For The Mothers That Raised Me

For All The Mothers That Raised Me

Mothers’ Day!!! What an amazing day!  We get to celebrate the ones that gave us life, the ones that cared for us all our lives, or the ones that showed us how to live life!  Many of us are still lucky to have our mothers with us.  However, many of us have had to let our sweet mothers continue their journeys without us.  It does not matter—if they are with us or not—birthed us or not—we always need to respect these women for the great examples they are or were in our lives.  They gave themselves, so we could have a part of them in us.  My Em was a special woman who gave everything to me.  But I was also blessed with many other women that put their own little pieces of DNA into my life.  I am so blessed for this and wanted to celebrate their contributions.  I also want us to understand it is the legacy of these women that paved the way for so many women today.  They may have not organized a rally or testified in court, but they gave what gifts they were given with others around them.  Celebrate this Mothers’ Day all of the strong, beautiful women in your life.  They will know wherever they are on their journey and appreciate your love for them!

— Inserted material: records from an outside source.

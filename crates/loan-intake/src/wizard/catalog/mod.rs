//! Option and message catalogs with locale-scoped caches.

mod fallback;
pub mod messages;
pub mod options;

use std::fmt;

use serde::{Deserialize, Serialize};

pub use fallback::{bundled_options, default_message};
pub use messages::{MessageCatalogResolver, MessageSource};
pub use options::{OptionCatalogClient, OptionItem, OptionSet, OptionSource, OptionsView};

/// Lower-cased language tag, passed explicitly to every catalog call.
#[derive(Debug, Clone, PartialEq, Eq, Hash, PartialOrd, Ord, Serialize, Deserialize)]
#[serde(transparent)]
pub struct Locale(String);

impl Locale {
    pub fn new(tag: &str) -> Self {
        let normalized = tag.trim().to_ascii_lowercase();
        if normalized.is_empty() {
            Self("en".to_string())
        } else {
            Self(normalized)
        }
    }

    pub fn as_str(&self) -> &str {
        &self.0
    }
}

impl Default for Locale {
    fn default() -> Self {
        Self::new("en")
    }
}

impl fmt::Display for Locale {
    fn fmt(&self, f: &mut fmt::Formatter<'_>) -> fmt::Result {
        f.write_str(&self.0)
    }
}

#[derive(Debug, Clone, PartialEq, Eq, thiserror::Error)]
pub enum CatalogError {
    #[error("catalog unavailable: {0}")]
    Unavailable(String),
    #[error("no catalog entry for {context}/{field} ({locale})")]
    NotFound {
        context: String,
        field: String,
        locale: Locale,
    },
    #[error("catalog payload could not be decoded: {0}")]
    Decode(String),
}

For The Mothers That Raised Me

They have all passed by now.

Their lives lived to the fullest by serving others.

My mothers include all types of women.

Each with their own unique awareness and gifts.


Em graced my life by providing a free but protected environment.

She encouraged taking risks.

She provided the physical and emotional needs I had.

Her love flowed over me like a blanket lies across a newborn baby.

Her love of flowers brought color to my world.

The textures and mediums she exposed me to showed me how to love the arts.

She was absolutely a leader for women in the professional work place.

A brilliant woman that worked with technology on its birth.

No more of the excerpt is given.